Saved entries
================================

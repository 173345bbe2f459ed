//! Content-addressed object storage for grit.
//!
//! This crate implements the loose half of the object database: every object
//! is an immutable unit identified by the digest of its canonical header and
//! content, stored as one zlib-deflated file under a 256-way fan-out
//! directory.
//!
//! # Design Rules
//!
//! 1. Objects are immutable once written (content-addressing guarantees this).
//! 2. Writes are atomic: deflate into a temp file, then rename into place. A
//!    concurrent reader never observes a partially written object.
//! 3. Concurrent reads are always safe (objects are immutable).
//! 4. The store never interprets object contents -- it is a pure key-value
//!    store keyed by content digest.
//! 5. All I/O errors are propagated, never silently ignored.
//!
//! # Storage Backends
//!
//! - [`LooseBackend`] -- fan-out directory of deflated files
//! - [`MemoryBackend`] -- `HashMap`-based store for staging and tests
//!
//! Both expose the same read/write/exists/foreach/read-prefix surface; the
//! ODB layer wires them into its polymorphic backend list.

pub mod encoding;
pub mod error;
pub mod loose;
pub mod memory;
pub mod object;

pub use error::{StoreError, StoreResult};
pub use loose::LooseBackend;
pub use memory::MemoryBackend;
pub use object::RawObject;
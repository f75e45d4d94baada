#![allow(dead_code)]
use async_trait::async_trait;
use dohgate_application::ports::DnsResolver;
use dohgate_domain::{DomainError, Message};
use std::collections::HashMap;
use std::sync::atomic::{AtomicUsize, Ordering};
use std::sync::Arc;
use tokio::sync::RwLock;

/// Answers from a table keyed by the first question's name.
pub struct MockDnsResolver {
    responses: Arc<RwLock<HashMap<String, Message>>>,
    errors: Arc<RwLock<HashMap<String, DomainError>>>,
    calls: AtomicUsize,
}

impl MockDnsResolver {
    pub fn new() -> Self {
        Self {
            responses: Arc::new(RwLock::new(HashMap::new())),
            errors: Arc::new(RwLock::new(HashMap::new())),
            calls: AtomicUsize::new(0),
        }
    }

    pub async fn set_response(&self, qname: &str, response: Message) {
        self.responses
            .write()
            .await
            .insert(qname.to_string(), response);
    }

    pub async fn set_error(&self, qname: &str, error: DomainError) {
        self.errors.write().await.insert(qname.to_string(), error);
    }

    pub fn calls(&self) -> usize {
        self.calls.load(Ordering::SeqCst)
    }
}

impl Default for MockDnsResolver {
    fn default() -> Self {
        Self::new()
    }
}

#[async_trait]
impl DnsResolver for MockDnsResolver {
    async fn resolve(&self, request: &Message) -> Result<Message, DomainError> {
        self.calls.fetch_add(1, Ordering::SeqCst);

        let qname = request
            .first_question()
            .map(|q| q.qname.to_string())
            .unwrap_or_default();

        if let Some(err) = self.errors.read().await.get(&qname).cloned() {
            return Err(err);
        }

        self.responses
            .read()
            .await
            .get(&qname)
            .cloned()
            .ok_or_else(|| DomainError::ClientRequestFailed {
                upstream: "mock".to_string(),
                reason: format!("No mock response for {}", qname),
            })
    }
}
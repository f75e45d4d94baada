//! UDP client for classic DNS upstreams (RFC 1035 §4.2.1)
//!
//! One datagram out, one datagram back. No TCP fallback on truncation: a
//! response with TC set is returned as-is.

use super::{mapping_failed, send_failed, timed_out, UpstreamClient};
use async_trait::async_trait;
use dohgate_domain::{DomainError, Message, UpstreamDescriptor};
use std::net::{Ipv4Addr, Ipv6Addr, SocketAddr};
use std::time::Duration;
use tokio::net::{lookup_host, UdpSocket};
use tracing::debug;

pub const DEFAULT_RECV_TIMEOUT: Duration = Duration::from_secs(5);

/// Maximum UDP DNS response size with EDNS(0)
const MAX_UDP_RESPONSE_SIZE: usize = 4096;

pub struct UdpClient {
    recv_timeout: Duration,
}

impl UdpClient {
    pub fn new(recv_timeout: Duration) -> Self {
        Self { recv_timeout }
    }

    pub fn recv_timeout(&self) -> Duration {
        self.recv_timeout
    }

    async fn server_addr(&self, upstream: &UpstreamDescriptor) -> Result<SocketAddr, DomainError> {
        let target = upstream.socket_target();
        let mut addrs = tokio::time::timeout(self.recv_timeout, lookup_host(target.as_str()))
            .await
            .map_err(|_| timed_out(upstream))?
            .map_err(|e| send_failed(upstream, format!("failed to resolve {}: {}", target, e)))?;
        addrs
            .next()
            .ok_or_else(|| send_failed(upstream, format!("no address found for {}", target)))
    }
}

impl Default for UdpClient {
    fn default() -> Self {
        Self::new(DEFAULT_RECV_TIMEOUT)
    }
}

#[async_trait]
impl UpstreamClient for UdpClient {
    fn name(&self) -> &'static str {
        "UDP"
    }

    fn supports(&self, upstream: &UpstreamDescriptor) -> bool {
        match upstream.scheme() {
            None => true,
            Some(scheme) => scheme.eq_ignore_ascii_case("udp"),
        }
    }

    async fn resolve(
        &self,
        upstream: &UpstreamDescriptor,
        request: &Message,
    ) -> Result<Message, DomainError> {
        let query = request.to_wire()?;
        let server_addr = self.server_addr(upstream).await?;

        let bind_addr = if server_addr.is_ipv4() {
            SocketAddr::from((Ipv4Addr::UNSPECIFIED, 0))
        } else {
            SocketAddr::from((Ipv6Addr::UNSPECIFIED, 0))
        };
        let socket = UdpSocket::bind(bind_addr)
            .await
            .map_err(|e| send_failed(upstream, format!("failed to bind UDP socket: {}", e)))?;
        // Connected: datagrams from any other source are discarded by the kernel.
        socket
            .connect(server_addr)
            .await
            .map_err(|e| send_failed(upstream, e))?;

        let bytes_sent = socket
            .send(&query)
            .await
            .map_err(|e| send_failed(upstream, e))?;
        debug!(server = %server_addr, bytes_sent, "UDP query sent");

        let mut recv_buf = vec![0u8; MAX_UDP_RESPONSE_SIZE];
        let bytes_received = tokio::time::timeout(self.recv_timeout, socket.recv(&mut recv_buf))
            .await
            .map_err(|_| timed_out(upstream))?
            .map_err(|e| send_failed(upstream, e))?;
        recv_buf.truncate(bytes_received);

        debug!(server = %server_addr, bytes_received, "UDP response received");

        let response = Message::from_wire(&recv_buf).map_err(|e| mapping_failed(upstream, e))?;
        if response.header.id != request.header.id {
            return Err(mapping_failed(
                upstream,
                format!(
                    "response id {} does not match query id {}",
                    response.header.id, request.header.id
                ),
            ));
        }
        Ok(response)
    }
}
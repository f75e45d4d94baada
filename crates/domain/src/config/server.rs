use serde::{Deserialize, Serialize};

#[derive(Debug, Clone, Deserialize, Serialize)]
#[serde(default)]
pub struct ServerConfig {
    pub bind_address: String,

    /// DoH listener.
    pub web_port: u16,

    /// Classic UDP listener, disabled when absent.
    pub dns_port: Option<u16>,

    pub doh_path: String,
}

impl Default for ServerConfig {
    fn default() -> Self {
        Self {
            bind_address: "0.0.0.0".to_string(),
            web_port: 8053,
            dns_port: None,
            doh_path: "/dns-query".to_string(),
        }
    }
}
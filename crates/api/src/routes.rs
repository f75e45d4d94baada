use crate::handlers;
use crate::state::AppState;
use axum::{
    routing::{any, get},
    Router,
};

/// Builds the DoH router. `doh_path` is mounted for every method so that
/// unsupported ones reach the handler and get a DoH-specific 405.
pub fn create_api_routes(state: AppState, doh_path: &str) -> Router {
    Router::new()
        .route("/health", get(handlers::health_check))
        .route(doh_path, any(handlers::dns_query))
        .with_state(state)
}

================================

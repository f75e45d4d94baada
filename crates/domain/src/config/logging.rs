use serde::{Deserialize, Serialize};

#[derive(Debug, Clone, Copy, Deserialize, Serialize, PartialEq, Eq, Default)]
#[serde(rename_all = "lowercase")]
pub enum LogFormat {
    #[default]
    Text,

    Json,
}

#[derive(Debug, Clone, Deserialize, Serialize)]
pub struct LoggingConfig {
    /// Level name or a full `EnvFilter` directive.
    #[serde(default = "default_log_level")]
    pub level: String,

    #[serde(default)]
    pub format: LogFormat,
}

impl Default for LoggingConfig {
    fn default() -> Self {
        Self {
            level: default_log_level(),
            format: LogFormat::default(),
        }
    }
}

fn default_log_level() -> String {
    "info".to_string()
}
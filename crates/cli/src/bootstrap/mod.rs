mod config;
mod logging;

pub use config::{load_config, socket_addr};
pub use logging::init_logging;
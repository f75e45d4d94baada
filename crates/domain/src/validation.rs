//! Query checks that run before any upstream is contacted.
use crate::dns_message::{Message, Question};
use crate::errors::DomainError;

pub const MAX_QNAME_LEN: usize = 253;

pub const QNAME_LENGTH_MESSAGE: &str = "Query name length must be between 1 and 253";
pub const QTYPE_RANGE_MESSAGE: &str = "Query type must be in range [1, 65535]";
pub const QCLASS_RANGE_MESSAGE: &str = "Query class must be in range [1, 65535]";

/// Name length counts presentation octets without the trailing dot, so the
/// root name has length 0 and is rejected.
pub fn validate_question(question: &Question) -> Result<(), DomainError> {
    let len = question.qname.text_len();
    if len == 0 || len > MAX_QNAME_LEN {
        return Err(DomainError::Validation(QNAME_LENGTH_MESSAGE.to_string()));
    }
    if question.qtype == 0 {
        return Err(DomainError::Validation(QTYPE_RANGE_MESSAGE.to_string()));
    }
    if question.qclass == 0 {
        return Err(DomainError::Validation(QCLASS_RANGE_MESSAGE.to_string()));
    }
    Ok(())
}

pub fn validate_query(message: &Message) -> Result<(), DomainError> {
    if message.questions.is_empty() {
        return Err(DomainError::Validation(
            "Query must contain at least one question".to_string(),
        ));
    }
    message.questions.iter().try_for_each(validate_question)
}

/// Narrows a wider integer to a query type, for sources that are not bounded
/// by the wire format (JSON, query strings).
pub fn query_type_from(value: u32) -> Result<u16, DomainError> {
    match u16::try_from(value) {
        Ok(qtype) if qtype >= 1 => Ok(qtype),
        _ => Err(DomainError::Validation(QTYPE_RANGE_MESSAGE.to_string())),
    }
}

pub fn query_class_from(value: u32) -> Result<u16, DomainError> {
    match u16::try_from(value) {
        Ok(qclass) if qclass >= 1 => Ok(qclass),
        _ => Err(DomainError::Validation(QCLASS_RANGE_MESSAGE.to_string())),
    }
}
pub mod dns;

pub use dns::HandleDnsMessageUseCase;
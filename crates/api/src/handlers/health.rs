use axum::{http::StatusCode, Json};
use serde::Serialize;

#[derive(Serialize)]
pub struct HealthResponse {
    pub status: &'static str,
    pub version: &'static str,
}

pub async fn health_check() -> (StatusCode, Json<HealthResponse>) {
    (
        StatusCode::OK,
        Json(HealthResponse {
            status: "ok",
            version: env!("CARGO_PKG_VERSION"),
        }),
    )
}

================================

Throughout the data above, report every line that contains the string "UdpClient".

- ANSWER TO THIS TASK -
pub struct UdpClient {
impl UdpClient {
impl Default for UdpClient {
impl UpstreamClient for UdpClient {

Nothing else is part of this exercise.